Qué sucede en una fiesta HiedraH?
HiedraH no es una fiesta cómoda. Aventurar lo que una puede encontrarse en nuestro club de baile sería un poco imprudente, ya que el gran propósito de este movimiento es que la gente se encuentre y se lo apropie, en un sentido de pertenencia que es personal y grupal a su vez. Creemos que la fiesta es la mezcla perfecta entre lo insospechado del Happening y la intención de relato de una película cinematográfica. Las cuotas justas de sexualidad y comedia negra nos acompañan siempre.
También intentamos que sea un espacio político de empoderamiento, dónde las personas puedan manifestarse y protegerse mutuamente. Intentamos defendernos frente a cualquier comportamiento predatorio o violento, pero eso también es parte de lo insospechado de nuestra tarea.
Cuales han sido los actos mas relevantes de HiedraH hasta la fecha?
El acto más relevante de HiedraH como colectivo es sobrevivir ¡cinco años! a la gestión cultural oficial de la Ciudad de Buenos Aires.
Cual es lo mejor y cual es lo peor / mas dificil de hacer una fiesta / disquera como la suya en Argentina?

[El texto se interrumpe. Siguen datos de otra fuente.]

//! Schedq server binary
//!
//! A standalone scheduler node: binds a store, starts the HTTP and RPC
//! services and, when cluster endpoints are configured, joins the
//! cluster.

use schedq::cluster::ClusterNode;
use schedq::registry;
use schedq::scheduler::Scheduler;
use schedq::store::{MemoryStore, RedisStore, Store};
use schedq_server::{
  ClusterHttpService, ClusterRpcService, SchedulerHttpService, SchedulerRpcService,
};
use std::sync::Arc;
use tracing::info;
use tracing_subscriber::{fmt, prelude::*, EnvFilter};

#[tokio::main]
async fn main() -> anyhow::Result<()> {
  tracing_subscriber::registry()
    .with(fmt::layer())
    .with(EnvFilter::from_default_env().add_directive("schedq=info".parse()?))
    .init();

  registry::register_func("examples.print_msg", |_token, job| async move {
    info!("Run job `{}` {:?}", job.full_name(), job.args);
    Ok(())
  });

  let store: Arc<dyn Store> = match std::env::var("SCHEDQ_STORE").as_deref() {
    Ok("redis") => {
      let url =
        std::env::var("SCHEDQ_REDIS_URL").unwrap_or_else(|_| "redis://127.0.0.1:6379".to_string());
      Arc::new(RedisStore::open(&url)?)
    }
    _ => Arc::new(MemoryStore::new()),
  };

  let scheduler = Arc::new(Scheduler::new());
  scheduler.set_store(store).await?;

  let http_address = std::env::var("SCHEDQ_HTTP_ADDR")
    .unwrap_or_else(|_| schedq_server::http::DEFAULT_SCHEDULER_HTTP_ADDRESS.to_string());
  let rpc_address = std::env::var("SCHEDQ_RPC_ADDR")
    .unwrap_or_else(|_| schedq_server::rpc::DEFAULT_SCHEDULER_RPC_ADDRESS.to_string());

  SchedulerHttpService::new(Arc::clone(&scheduler))
    .with_address(&http_address)
    .start()
    .await?;
  SchedulerRpcService::new(Arc::clone(&scheduler))
    .with_address(&rpc_address)
    .start()
    .await?;

  // Cluster mode is opted into by configuring the endpoints
  if let (Ok(main_endpoint), Ok(endpoint)) = (
    std::env::var("SCHEDQ_CLUSTER_MAIN_ENDPOINT"),
    std::env::var("SCHEDQ_CLUSTER_ENDPOINT"),
  ) {
    let endpoint_http =
      std::env::var("SCHEDQ_CLUSTER_ENDPOINT_HTTP").unwrap_or_else(|_| "127.0.0.1:36390".to_string());
    let queue = std::env::var("SCHEDQ_QUEUE").unwrap_or_else(|_| "default".to_string());

    let cluster_node = Arc::new(ClusterNode::new(
      main_endpoint,
      endpoint,
      endpoint_http,
      rpc_address.clone(),
      queue,
    ));

    // The node must accept Register/Ping before joining
    ClusterRpcService::new(Arc::clone(&cluster_node)).start().await?;
    ClusterHttpService::new(Arc::clone(&cluster_node)).start().await?;

    scheduler.set_cluster_node(cluster_node).await?;
  }

  info!("schedq-server is ready");
  tokio::signal::ctrl_c().await?;
  scheduler.stop();

  Ok(())
}
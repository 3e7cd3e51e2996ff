//! Error types for the schedq server services.

use thiserror::Error;

/// Result type for the schedq server services.
pub type Result<T> = std::result::Result<T, Error>;

/// Errors surfaced while binding or running a transport service.
#[derive(Error, Debug)]
pub enum Error {
  /// Address could not be bound or the listener failed.
  #[error("IO error: {0}")]
  Io(#[from] std::io::Error),

  /// Error bubbled up from the scheduler core.
  #[error(transparent)]
  Core(#[from] schedq::error::Error),
}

HiedraH para nosotras es una estrategia de supervivencia. Nos mantiene activas y desafiantes para afrontar las cosas que no nos gustan y las cosas que somos también. A través de HiedraH hemos conocido muchas otras que admiramos y desarrollamos una red de afectos sudakas muy grande, que nos emplazan como un suceso en Buenos Aires y que nos enorgullece.
Por otro lado, lo peor es que nuestro proyecto, como tantos otros que proponen una disidencia, es difícil de que no sea recapturado, y casi inviable de que funcione de manera práctica en una ciudad que no dispone espacios ni herramientas para lo que queremos hacer.
Quienes son los actos hermanos de HiedraH?
A través de estos cinco años fuimos vinculando y conectando productores de Sudamérica que han sido parte de la historia de HiedraH. A cada uno de ellos los admiramos y sentimos una hermandad de pensamiento fuerte, y son los que podrán escuchar en nuestro primer Compilado.
Respecto a colectivos que consideremos tengan una estética o afinidad particular con el nuestro, creemos que Tormenta (Brasil) es lo más similar a HiedraH.
Cual es el concepto de su compilado « Esquirlas »?
Esquirlas es nuestro primer trabajo de música original como colectivo y reúne 12 productores de Sudamérica que fuimos conociendo y trabajando en conjunto en estos cinco años. La consigna de trabajo fue repensar la Memoria, no como un “gran relato histórico” sino como una experiencia personal e intransferible, una ficción de lo que alguna vez sentimos.
Con esa idea trabajamos sobre las primeras aproximaciones al ritmo de cada una.